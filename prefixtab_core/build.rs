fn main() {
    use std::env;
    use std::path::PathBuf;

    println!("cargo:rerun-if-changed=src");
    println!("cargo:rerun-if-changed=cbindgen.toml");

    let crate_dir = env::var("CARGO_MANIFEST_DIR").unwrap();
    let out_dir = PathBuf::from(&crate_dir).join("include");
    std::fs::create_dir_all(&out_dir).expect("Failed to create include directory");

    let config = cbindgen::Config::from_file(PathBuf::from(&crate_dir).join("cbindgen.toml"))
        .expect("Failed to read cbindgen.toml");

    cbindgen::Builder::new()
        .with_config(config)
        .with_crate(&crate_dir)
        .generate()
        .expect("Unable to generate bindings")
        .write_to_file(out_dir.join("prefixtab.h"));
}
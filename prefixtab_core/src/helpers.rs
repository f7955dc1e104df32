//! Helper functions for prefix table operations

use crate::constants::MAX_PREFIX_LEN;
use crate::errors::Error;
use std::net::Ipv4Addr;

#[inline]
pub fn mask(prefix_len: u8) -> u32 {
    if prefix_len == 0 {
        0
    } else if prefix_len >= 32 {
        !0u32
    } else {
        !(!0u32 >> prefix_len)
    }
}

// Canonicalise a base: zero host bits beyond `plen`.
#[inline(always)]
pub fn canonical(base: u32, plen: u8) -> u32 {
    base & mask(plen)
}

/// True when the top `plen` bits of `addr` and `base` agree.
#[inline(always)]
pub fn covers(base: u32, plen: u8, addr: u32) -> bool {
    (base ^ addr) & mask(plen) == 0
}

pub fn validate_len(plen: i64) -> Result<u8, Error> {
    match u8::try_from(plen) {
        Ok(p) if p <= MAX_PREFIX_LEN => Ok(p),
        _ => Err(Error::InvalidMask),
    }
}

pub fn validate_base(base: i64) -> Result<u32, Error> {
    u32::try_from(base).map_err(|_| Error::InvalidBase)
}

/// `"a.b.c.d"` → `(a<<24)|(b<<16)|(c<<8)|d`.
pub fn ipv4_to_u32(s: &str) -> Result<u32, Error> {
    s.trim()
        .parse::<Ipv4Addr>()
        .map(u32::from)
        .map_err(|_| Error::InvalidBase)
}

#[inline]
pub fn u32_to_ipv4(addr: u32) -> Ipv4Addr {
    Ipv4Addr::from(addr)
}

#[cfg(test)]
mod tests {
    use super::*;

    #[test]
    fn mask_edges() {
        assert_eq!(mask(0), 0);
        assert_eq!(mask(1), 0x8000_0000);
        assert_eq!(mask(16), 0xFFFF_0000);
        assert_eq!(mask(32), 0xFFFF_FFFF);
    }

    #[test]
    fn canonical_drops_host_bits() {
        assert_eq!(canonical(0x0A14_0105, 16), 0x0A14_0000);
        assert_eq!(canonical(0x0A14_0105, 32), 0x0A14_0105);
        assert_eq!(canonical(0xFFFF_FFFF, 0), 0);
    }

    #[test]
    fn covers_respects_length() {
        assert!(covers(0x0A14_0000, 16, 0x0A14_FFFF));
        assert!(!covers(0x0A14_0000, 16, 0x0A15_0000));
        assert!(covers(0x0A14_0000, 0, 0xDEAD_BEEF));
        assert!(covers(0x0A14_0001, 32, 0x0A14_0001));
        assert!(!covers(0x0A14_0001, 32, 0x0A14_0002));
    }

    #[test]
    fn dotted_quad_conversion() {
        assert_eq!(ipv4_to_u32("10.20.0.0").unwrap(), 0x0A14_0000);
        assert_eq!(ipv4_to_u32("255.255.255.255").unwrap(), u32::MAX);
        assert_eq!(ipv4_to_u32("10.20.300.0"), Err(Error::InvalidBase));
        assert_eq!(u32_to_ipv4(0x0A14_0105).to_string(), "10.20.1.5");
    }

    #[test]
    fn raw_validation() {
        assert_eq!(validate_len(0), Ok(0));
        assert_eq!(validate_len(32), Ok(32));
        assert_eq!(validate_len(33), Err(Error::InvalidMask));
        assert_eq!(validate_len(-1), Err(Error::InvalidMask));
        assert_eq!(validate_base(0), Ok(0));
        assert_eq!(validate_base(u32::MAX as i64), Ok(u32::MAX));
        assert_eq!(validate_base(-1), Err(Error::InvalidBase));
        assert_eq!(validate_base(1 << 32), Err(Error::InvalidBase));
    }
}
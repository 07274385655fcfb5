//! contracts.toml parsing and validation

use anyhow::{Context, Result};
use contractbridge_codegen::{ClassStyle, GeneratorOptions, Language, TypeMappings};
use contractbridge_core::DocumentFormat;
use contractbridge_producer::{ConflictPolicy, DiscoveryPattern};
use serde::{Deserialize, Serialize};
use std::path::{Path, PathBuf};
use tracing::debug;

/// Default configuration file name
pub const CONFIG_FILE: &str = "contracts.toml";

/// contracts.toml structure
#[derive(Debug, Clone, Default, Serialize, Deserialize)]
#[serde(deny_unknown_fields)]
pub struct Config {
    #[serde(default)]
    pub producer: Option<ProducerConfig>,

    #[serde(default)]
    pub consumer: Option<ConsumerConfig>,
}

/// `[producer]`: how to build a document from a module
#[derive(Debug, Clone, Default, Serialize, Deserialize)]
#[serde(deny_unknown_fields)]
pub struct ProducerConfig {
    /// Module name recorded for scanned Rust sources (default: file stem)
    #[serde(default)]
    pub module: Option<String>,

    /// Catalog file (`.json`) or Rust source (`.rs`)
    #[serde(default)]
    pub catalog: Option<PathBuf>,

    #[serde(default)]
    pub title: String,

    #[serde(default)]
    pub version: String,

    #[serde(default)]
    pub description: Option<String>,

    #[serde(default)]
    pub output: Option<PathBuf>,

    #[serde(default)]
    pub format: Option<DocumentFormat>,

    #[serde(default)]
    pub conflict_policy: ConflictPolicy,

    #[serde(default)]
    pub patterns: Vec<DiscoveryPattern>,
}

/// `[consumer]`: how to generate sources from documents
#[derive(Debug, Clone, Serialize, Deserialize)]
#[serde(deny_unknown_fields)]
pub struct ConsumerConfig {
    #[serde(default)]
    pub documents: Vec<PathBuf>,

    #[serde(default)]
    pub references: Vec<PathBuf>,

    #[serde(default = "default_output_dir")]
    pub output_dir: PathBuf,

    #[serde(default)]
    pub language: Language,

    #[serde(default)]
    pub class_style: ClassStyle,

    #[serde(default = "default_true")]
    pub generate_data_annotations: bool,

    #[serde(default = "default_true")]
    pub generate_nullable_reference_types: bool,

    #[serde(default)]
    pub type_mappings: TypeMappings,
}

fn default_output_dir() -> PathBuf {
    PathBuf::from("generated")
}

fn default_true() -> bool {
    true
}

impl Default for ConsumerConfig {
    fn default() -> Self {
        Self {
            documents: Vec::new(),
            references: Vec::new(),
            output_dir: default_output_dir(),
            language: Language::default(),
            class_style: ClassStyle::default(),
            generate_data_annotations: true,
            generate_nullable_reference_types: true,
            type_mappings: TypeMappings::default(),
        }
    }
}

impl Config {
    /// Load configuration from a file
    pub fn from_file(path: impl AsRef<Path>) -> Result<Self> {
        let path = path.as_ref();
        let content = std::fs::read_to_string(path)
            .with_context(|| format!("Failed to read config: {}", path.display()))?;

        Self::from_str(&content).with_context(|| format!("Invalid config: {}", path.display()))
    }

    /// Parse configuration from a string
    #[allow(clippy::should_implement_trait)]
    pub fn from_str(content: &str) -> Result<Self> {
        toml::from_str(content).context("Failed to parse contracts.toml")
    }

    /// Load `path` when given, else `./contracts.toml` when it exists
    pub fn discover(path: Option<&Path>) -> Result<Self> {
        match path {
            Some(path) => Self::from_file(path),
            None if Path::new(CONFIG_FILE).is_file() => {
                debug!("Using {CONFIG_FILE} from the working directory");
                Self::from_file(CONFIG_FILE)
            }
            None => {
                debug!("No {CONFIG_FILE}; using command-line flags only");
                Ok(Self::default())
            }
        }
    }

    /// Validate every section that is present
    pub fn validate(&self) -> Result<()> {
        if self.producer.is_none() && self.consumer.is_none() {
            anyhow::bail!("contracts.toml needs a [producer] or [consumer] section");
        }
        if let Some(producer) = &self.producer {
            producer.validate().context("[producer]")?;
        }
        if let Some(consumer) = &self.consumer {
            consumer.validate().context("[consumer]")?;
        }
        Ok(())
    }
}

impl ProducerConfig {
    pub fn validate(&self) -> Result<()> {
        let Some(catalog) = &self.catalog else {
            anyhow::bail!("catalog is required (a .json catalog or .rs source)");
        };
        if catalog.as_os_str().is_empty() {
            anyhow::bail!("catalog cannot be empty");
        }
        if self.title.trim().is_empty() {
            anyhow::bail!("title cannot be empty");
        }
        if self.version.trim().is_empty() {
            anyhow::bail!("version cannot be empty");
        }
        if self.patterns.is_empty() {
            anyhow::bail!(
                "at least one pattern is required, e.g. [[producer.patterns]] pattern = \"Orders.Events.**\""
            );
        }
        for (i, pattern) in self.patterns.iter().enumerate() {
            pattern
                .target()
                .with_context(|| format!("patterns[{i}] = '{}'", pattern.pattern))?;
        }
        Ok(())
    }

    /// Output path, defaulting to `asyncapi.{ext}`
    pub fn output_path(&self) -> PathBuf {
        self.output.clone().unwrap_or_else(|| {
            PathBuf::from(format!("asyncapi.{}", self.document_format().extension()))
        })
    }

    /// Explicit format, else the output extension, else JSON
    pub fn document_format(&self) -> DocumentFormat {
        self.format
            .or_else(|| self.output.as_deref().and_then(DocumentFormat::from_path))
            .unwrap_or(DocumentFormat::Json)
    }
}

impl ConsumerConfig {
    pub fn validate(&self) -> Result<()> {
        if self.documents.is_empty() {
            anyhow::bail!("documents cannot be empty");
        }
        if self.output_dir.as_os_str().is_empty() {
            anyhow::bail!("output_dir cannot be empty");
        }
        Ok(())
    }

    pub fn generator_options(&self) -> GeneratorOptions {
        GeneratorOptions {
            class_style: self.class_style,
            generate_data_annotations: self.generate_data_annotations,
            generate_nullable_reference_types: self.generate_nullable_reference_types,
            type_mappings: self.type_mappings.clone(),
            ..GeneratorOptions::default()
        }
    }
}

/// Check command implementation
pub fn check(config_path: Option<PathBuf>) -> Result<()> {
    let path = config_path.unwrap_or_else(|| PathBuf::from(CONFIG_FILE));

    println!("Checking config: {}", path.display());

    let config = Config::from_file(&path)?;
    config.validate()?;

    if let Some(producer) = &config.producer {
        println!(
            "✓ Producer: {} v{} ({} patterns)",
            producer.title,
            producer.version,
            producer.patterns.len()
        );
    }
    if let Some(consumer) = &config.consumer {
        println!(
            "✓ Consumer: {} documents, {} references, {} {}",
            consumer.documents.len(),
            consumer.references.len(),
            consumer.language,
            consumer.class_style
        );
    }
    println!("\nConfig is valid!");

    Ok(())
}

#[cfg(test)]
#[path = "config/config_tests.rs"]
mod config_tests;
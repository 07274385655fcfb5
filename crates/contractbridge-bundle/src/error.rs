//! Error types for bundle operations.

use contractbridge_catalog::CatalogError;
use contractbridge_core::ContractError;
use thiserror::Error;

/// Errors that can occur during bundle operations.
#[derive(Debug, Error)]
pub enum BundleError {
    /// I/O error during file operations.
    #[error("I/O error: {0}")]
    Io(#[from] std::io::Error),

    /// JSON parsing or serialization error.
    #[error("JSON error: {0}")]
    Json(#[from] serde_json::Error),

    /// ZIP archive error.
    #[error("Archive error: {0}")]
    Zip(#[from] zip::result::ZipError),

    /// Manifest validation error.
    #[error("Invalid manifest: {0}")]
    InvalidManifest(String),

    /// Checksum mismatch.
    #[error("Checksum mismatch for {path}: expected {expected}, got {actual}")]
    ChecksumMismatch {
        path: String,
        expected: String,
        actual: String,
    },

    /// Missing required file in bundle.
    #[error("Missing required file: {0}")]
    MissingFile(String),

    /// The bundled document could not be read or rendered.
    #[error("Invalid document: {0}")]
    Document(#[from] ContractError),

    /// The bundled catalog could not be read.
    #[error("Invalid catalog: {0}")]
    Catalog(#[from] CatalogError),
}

Exercise aim →
In the records above, find the lines holding "contracts". Copy each one.

Written solution →
//! contracts.toml parsing and validation
pub const CONFIG_FILE: &str = "contracts.toml";
/// contracts.toml structure
        toml::from_str(content).context("Failed to parse contracts.toml")
    /// Load `path` when given, else `./contracts.toml` when it exists
            anyhow::bail!("contracts.toml needs a [producer] or [consumer] section");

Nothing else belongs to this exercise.